◆ Brief
Would you count how many lines of the entries below include the word "Some"? Give nothing but the number.

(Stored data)
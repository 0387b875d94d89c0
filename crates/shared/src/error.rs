use serde::{Deserialize, Serialize};
use thiserror::Error;

/// Error body returned by the generation service on non-2xx responses.
#[derive(Debug, Clone, Default, Serialize, Deserialize, PartialEq, Eq)]
pub struct ApiError {
    #[serde(default, skip_serializing_if = "Option::is_none")]
    pub error: Option<String>,
}

impl ApiError {
    pub fn new(message: impl Into<String>) -> Self {
        Self {
            error: Some(message.into()),
        }
    }

    /// Server-provided message, verbatim. Blank strings count as absent.
    pub fn message(&self) -> Option<&str> {
        self.error
            .as_deref()
            .filter(|message| !message.trim().is_empty())
    }
}

#[derive(Debug, Clone, Error, PartialEq, Eq)]
pub enum DomainError {
    #[error("unknown aspect ratio '{0}'")]
    UnknownAspectRatio(String),
    #[error("unsupported image type '{0}'")]
    UnsupportedMimeType(String),
}
use bytes::Bytes;
use thiserror::Error;
use tokio::io::{AsyncRead, AsyncReadExt};
use wdl_protocol::{ByteCursor, MAX_PACKET_SIZE, VarInt};

use super::RawPacket;

#[derive(Error, Debug)]
pub enum PacketDecodeError {
    #[error("failed to read the capture: {0}")]
    Io(#[from] std::io::Error),
    #[error("packet length is not a valid VarInt")]
    MalformedLength,
    #[error("packet length {0} is out of bounds")]
    OutOfBounds(i32),
    #[error("failed to decode packet id")]
    DecodeID,
}

/// Reads `VarInt length, VarInt id, payload` frames from a decrypted, decompressed capture.
pub struct CaptureDecoder<R: AsyncRead + Unpin> {
    reader: R,
}

impl<R: AsyncRead + Unpin> CaptureDecoder<R> {
    pub fn new(reader: R) -> Self {
        Self { reader }
    }

    /// Reads a VarInt, returning `None` if the stream ends before its first byte.
    async fn read_var_int(&mut self) -> Result<Option<VarInt>, PacketDecodeError> {
        let mut val = 0u32;
        for i in 0..VarInt::MAX_SIZE {
            let byte = match self.reader.read_u8().await {
                Ok(byte) => byte,
                Err(err) if err.kind() == std::io::ErrorKind::UnexpectedEof && i == 0 => {
                    return Ok(None);
                }
                Err(err) => return Err(err.into()),
            };
            val |= (u32::from(byte) & 0x7F) << (i * 7);
            if byte & 0x80 == 0 {
                return Ok(Some(VarInt(val as i32)));
            }
        }
        Err(PacketDecodeError::MalformedLength)
    }

    /// The next packet, or `None` at a clean end of the capture.
    pub async fn get_raw_packet(&mut self) -> Result<Option<RawPacket>, PacketDecodeError> {
        let Some(VarInt(packet_len)) = self.read_var_int().await? else {
            return Ok(None);
        };
        if !(1..=MAX_PACKET_SIZE as i32).contains(&packet_len) {
            return Err(PacketDecodeError::OutOfBounds(packet_len));
        }

        let mut frame = vec![0u8; packet_len as usize];
        self.reader.read_exact(&mut frame).await?;

        let mut cursor = ByteCursor::new(&frame);
        let VarInt(id) = cursor
            .get_var_int()
            .map_err(|_| PacketDecodeError::DecodeID)?;
        let offset = cursor.position();

        let payload = Bytes::from(frame).slice(offset..);
        Ok(Some(RawPacket { id, payload }))
    }
}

◆ Solution to this exercise
4